**EXERCISE DESCRIPTION**
The word to find is "MemoryState". Copy each line of the material that contains it.

-------- RECORDS FOR THE TASK

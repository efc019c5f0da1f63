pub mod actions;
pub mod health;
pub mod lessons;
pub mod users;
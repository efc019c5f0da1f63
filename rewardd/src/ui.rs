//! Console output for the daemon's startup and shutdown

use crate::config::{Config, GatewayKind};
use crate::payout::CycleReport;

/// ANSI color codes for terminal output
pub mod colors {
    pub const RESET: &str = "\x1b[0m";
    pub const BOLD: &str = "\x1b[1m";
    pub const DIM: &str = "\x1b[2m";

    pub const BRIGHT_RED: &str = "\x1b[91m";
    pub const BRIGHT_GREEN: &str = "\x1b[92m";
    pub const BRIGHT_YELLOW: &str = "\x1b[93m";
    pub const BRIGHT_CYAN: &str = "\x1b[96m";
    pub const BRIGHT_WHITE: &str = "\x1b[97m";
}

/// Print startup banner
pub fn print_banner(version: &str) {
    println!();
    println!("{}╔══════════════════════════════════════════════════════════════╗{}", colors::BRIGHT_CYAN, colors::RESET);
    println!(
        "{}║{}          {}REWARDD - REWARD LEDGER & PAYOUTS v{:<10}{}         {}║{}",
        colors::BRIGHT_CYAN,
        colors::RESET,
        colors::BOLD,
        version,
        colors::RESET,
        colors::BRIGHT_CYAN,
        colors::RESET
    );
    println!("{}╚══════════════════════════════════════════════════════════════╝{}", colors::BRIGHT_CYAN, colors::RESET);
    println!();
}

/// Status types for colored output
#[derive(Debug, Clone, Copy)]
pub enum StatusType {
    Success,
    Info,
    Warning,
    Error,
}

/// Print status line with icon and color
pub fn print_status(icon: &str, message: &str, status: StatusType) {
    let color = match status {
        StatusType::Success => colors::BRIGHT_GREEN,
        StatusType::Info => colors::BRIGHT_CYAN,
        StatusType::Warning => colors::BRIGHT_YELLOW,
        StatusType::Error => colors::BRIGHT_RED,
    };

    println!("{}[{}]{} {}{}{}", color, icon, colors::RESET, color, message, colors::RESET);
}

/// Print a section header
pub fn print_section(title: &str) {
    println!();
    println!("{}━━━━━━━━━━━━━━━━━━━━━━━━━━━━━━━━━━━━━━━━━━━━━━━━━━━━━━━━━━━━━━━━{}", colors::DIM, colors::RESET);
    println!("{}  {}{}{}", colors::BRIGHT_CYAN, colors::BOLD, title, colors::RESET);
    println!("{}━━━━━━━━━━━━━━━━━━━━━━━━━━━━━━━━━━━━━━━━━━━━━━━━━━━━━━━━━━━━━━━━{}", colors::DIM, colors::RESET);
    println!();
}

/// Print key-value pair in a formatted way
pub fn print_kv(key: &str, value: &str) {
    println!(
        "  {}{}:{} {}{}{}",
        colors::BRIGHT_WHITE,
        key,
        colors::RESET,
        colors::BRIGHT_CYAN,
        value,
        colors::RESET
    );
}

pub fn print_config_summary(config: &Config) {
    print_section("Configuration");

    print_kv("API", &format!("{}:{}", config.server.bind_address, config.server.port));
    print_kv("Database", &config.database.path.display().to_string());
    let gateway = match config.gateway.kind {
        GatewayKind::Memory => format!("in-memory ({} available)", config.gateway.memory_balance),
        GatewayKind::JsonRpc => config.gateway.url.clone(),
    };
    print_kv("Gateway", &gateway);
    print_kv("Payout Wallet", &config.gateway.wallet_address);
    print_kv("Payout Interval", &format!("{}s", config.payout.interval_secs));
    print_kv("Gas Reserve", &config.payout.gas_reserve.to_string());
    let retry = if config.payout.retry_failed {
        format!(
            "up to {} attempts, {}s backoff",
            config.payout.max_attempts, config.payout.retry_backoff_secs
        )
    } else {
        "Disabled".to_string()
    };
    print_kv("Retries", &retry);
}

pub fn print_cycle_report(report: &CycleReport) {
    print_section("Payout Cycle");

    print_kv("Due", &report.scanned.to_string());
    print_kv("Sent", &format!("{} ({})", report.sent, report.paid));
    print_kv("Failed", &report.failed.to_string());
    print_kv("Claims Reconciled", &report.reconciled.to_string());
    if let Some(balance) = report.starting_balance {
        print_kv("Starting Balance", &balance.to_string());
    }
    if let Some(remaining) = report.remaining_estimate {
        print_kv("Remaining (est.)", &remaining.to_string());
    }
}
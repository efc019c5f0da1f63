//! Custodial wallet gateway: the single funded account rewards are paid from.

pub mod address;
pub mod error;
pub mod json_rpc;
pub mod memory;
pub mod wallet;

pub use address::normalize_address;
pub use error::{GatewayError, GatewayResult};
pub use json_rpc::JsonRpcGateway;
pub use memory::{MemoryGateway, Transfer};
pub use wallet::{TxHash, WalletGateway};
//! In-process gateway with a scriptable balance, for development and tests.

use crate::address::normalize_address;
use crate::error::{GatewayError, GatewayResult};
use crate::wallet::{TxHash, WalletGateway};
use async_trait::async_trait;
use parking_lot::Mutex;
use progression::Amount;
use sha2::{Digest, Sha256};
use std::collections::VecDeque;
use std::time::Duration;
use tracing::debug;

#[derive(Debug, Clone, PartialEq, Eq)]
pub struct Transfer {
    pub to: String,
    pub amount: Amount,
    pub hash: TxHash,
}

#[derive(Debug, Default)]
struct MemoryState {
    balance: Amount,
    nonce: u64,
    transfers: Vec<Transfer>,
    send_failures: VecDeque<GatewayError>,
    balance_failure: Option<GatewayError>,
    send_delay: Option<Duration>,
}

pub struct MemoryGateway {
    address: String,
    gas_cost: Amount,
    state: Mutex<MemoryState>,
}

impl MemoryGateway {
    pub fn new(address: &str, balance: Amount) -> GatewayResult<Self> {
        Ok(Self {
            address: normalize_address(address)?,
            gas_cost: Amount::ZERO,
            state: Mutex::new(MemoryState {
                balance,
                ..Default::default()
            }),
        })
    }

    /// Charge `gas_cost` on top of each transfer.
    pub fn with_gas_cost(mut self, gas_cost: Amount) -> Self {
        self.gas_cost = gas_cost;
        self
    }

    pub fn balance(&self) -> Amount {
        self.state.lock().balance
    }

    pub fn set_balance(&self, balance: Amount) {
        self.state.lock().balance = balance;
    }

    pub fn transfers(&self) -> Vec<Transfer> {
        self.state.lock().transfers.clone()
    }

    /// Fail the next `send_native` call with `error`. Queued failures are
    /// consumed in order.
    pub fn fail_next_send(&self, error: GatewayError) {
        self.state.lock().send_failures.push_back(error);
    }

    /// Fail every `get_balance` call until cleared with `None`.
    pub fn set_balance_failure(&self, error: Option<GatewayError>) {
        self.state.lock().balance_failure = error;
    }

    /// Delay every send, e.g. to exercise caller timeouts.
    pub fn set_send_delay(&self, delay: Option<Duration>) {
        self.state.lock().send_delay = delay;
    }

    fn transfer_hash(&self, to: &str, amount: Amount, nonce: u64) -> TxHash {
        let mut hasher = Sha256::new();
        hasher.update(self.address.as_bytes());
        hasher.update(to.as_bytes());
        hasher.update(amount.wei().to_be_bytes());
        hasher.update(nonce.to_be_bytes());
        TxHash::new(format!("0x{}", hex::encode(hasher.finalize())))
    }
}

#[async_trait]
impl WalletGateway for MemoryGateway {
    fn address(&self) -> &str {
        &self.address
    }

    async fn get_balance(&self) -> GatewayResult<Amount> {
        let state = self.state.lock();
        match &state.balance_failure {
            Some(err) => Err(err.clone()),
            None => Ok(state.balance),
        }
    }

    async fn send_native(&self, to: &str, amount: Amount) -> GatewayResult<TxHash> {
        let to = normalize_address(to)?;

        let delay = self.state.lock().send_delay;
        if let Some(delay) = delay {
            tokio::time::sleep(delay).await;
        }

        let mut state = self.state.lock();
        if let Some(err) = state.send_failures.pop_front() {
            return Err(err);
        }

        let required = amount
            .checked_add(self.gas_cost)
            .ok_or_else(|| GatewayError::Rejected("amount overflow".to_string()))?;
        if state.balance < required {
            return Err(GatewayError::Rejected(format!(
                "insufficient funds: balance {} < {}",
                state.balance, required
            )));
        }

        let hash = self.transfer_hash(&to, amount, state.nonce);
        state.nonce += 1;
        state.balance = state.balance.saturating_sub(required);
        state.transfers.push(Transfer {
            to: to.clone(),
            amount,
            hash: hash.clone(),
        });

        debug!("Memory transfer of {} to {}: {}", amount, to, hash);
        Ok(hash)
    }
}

----------------

**OUTPUT FOR THIS TASK**
struct MemoryState {
    state: Mutex<MemoryState>,
            state: Mutex::new(MemoryState {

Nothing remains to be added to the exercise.